[[ Records to process, beginning ]]
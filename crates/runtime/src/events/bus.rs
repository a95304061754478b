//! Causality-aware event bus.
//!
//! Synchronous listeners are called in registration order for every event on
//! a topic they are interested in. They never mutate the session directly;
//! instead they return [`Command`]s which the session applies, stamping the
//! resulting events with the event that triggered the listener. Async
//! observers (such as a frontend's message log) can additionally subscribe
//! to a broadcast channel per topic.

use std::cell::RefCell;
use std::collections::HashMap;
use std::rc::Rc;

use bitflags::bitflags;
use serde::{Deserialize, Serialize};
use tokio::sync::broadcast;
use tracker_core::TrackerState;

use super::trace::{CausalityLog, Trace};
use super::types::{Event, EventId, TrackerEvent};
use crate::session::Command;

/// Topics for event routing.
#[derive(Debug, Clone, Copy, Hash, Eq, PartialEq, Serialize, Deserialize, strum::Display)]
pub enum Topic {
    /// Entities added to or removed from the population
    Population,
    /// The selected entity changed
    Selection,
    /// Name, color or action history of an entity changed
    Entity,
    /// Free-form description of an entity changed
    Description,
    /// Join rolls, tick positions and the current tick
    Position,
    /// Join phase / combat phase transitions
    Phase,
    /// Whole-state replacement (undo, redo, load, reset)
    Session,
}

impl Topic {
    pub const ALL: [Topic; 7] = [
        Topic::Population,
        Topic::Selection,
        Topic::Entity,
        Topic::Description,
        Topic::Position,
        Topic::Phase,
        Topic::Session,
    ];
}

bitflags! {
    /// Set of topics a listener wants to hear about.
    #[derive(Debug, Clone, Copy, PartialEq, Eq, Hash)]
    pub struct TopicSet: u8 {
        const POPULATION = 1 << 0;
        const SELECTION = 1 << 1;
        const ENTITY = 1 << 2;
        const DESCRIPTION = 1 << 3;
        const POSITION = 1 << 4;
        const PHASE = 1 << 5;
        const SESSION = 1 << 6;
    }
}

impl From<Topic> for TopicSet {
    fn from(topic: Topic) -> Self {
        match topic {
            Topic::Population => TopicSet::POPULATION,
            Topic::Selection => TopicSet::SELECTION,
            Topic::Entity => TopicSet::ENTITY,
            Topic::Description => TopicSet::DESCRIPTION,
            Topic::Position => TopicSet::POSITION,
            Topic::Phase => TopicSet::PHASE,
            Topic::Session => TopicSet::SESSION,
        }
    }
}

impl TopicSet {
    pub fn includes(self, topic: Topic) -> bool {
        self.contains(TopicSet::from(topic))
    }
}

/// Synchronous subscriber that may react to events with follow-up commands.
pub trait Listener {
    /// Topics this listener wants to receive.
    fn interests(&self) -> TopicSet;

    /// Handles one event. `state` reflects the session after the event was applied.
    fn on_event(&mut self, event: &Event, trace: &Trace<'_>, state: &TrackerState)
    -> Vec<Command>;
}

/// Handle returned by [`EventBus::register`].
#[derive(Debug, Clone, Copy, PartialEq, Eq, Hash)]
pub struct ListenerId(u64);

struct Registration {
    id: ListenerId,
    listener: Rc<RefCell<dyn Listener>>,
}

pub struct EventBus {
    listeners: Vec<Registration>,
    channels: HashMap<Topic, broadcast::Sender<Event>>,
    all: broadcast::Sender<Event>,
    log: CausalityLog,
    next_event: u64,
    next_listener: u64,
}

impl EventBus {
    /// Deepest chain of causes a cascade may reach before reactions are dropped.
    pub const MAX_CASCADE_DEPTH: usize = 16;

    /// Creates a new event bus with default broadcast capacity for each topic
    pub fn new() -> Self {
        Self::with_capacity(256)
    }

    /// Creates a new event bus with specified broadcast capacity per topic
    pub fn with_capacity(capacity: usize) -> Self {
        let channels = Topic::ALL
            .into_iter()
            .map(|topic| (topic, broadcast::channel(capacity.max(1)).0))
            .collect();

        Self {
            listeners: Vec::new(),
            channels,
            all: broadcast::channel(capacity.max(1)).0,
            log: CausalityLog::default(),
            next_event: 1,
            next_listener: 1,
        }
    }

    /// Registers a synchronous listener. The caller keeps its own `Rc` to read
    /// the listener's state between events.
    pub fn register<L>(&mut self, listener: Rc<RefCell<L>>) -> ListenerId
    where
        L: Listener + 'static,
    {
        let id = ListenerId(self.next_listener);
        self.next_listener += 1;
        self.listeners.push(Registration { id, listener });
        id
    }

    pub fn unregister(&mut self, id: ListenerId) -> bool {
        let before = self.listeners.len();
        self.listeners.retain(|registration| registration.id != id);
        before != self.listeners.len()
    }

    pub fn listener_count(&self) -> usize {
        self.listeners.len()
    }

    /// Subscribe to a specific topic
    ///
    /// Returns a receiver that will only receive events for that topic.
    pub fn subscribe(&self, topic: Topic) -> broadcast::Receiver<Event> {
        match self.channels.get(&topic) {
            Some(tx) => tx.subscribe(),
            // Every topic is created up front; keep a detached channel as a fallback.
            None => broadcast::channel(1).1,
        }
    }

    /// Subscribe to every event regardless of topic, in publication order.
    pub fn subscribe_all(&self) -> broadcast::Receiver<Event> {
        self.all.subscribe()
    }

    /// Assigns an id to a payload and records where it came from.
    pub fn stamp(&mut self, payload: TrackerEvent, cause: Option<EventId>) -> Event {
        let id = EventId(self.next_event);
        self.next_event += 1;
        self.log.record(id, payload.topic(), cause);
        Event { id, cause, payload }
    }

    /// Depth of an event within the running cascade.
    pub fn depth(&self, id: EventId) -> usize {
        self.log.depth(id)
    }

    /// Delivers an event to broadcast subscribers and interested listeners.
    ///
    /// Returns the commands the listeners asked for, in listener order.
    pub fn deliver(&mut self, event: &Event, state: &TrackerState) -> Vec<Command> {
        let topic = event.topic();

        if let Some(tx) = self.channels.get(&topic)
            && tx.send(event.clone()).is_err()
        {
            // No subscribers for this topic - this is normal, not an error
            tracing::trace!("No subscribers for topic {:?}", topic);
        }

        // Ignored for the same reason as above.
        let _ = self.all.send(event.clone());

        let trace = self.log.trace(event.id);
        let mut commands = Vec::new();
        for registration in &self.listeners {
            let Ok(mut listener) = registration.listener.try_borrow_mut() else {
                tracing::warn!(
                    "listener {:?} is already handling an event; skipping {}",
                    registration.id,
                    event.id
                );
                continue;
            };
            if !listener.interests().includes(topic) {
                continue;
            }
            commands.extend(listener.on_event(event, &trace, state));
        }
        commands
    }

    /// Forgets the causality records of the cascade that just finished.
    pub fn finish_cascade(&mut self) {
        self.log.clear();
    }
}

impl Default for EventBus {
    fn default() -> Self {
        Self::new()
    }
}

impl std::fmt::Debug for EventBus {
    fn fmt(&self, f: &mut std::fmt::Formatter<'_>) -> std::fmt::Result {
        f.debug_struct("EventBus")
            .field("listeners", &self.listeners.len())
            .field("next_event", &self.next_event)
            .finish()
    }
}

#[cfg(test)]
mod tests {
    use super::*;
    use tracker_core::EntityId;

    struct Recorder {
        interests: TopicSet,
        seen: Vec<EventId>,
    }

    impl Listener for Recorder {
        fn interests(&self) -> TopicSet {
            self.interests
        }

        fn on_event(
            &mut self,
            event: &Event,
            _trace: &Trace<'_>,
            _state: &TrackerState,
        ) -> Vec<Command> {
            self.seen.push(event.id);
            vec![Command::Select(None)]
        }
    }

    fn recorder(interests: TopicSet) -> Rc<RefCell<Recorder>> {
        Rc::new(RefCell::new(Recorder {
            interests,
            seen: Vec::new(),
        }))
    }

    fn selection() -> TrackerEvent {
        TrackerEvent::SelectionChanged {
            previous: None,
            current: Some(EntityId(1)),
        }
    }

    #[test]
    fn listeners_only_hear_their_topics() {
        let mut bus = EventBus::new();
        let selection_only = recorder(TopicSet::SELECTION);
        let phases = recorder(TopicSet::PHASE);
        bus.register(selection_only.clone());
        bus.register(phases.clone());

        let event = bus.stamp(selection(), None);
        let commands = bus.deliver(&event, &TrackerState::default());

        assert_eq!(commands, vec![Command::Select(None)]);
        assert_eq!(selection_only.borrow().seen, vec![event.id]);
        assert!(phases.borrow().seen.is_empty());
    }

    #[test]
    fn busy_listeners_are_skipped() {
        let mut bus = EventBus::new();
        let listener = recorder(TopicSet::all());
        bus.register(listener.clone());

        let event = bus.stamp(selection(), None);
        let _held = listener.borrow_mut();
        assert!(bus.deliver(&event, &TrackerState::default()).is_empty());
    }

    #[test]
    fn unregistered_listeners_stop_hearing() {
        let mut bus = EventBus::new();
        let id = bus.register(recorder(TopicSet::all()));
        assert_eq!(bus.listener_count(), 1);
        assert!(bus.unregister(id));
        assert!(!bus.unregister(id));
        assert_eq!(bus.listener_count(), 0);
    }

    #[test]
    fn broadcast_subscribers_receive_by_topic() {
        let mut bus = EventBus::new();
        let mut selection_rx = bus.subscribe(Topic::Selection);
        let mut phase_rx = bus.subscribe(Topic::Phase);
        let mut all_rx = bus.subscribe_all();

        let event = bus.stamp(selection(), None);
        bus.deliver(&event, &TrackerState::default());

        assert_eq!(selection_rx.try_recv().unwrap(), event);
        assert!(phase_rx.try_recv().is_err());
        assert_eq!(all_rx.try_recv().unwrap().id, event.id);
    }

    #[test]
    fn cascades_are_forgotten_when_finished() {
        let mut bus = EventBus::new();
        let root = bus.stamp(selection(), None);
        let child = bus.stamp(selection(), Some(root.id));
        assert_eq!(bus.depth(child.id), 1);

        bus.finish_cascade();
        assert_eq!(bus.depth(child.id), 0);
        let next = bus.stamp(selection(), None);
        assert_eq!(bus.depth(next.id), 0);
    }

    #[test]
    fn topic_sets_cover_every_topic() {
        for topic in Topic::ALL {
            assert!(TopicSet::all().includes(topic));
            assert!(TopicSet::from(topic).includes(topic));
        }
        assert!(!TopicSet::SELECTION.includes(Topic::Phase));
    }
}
[[ Records to process, end ]]
[[ Records to process, beginning ]]
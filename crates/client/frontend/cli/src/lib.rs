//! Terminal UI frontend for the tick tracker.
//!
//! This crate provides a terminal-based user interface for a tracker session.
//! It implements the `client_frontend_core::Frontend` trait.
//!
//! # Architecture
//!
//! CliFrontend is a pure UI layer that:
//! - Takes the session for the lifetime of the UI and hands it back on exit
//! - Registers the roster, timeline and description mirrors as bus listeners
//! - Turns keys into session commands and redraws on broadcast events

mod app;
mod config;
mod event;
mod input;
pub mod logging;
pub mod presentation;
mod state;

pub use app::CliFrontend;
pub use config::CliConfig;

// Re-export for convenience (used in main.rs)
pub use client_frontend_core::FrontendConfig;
[[ Records to process, end ]]
◆ **What to do**: Return only the stretch of the material above from the line holding "pub use config::CliConfig;" through the line holding "pub use client_frontend_core::FrontendConfig;", copied exactly.

◆ **Answer to the exercise**:
pub use config::CliConfig;

// Re-export for convenience (used in main.rs)
pub use client_frontend_core::FrontendConfig;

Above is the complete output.